**PROMPT**
Of the entries below, return exactly those lines that fall between the one containing "self.insert_subtree(child, Some(&node.id))?;" and the one containing "pub fn children_of(&self, id: &ResourceId)", the two end lines included.

---------- MATERIAL FOR THIS TASK

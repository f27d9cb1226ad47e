//! Flattened resource index
//!
//! Provides [`ResourceIndex`], the id-keyed view of one resource tree with
//! O(1) parent and child lookup. Built once per tree instance and read-only
//! thereafter; entries iterate in depth-first tree order.

use crate::error::TreeError;
use crate::types::{ResourceId, ResourceNode};
use indexmap::IndexMap;
use smallvec::SmallVec;

/// Direct-child id list; permission trees branch shallowly
type ChildIds = SmallVec<[ResourceId; 4]>;

/// One flattened entry: parent linkage plus the node data the engine reads
#[derive(Debug, Clone)]
pub struct IndexEntry {
    name: String,
    parent: Option<ResourceId>,
    children: ChildIds,
    allowed_hint: bool,
}

impl IndexEntry {
    /// Display label of the node
    #[inline]
    #[must_use]
    pub fn name(&self) -> &str {
        &self.name
    }

    /// Parent id, or `None` for roots
    #[inline]
    #[must_use]
    pub fn parent(&self) -> Option<&ResourceId> {
        self.parent.as_ref()
    }

    /// Direct children in tree order
    #[inline]
    #[must_use]
    pub fn children(&self) -> &[ResourceId] {
        &self.children
    }

    /// True when the node has no children
    #[inline]
    #[must_use]
    pub fn is_leaf(&self) -> bool {
        self.children.is_empty()
    }

    /// Persisted grant hint from the source tree
    #[inline]
    #[must_use]
    pub fn allowed_hint(&self) -> bool {
        self.allowed_hint
    }
}

/// Id-keyed flattening of a resource tree
///
/// Every node of the input, at every depth, gets exactly one entry. The
/// index rejects duplicate ids at build time instead of silently letting a
/// later occurrence win.
#[derive(Debug, Clone, Default)]
pub struct ResourceIndex {
    entries: IndexMap<ResourceId, IndexEntry>,
    roots: Vec<ResourceId>,
}

impl ResourceIndex {
    /// Flatten a root sequence into an id-keyed index
    ///
    /// An empty input yields an empty index, not an error.
    ///
    /// # Errors
    /// Returns [`TreeError::DuplicateNodeId`] if any id appears twice.
    pub fn build(roots: &[ResourceNode]) -> Result<Self, TreeError> {
        let mut index = Self::default();
        for root in roots {
            index.roots.push(root.id.clone());
            index.insert_subtree(root, None)?;
        }
        tracing::debug!(
            nodes = index.entries.len(),
            roots = index.roots.len(),
            "flattened resource tree"
        );
        Ok(index)
    }

    fn insert_subtree(
        &mut self,
        node: &ResourceNode,
        parent: Option<&ResourceId>,
    ) -> Result<(), TreeError> {
        if self.entries.contains_key(&node.id) {
            return Err(TreeError::DuplicateNodeId {
                id: node.id.clone(),
            });
        }

        let children: ChildIds = node.children.iter().map(|c| c.id.clone()).collect();
        self.entries.insert(
            node.id.clone(),
            IndexEntry {
                name: node.name.clone(),
                parent: parent.cloned(),
                children,
                allowed_hint: node.is_allowed.unwrap_or(false),
            },
        );

        for child in &node.children {
            self.insert_subtree(child, Some(&node.id))?;
        }
        Ok(())
    }

    /// Lookup one entry
    #[inline]
    #[must_use]
    pub fn get(&self, id: &ResourceId) -> Option<&IndexEntry> {
        self.entries.get(id)
    }

    /// True when the id exists in the tree
    #[inline]
    #[must_use]
    pub fn contains(&self, id: &ResourceId) -> bool {
        self.entries.contains_key(id)
    }

    /// Parent of a node, or `None` for roots and unknown ids
    #[inline]
    #[must_use]
    pub fn parent_of(&self, id: &ResourceId) -> Option<&ResourceId> {
        self.entries.get(id).and_then(IndexEntry::parent)
    }

    /// Direct children of a node; empty for leaves and unknown ids
    #[inline]
    #[must_use]
    pub fn children_of(&self, id: &ResourceId) -> &[ResourceId] {
        self.entries
            .get(id)
            .map(IndexEntry::children)
            .unwrap_or(&[])
    }

    /// True when the node has no children; unknown ids read as leaves
    #[inline]
    #[must_use]
    pub fn is_leaf(&self, id: &ResourceId) -> bool {
        self.children_of(id).is_empty()
    }

    /// Root ids in input order
    #[inline]
    #[must_use]
    pub fn roots(&self) -> &[ResourceId] {
        &self.roots
    }

    /// All ids in depth-first tree order
    pub fn ids(&self) -> impl Iterator<Item = &ResourceId> {
        self.entries.keys()
    }

    /// Ids whose source node carried `isAllowed == true`
    pub fn allowed_ids(&self) -> impl Iterator<Item = &ResourceId> {
        self.entries
            .iter()
            .filter(|(_, entry)| entry.allowed_hint)
            .map(|(id, _)| id)
    }

    /// Every id below a node, at any depth; the node itself is excluded
    #[must_use]
    pub fn descendants_of(&self, id: &ResourceId) -> Vec<ResourceId> {
        let mut collected = Vec::new();
        let mut stack: Vec<&ResourceId> = self.children_of(id).iter().collect();
        while let Some(current) = stack.pop() {
            collected.push(current.clone());
            stack.extend(self.children_of(current));
        }
        collected
    }

    /// Total node count
    #[inline]
    #[must_use]
    pub fn len(&self) -> usize {
        self.entries.len()
    }

    /// True when the tree had no nodes
    #[inline]
    #[must_use]
    pub fn is_empty(&self) -> bool {
        self.entries.is_empty()
    }
}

--------------------

**TASK OUTPUT**
            self.insert_subtree(child, Some(&node.id))?;
        }
        Ok(())
    }

    /// Lookup one entry
    #[inline]
    #[must_use]
    pub fn get(&self, id: &ResourceId) -> Option<&IndexEntry> {
        self.entries.get(id)
    }

    /// True when the id exists in the tree
    #[inline]
    #[must_use]
    pub fn contains(&self, id: &ResourceId) -> bool {
        self.entries.contains_key(id)
    }

    /// Parent of a node, or `None` for roots and unknown ids
    #[inline]
    #[must_use]
    pub fn parent_of(&self, id: &ResourceId) -> Option<&ResourceId> {
        self.entries.get(id).and_then(IndexEntry::parent)
    }

    /// Direct children of a node; empty for leaves and unknown ids
    #[inline]
    #[must_use]
    pub fn children_of(&self, id: &ResourceId) -> &[ResourceId] {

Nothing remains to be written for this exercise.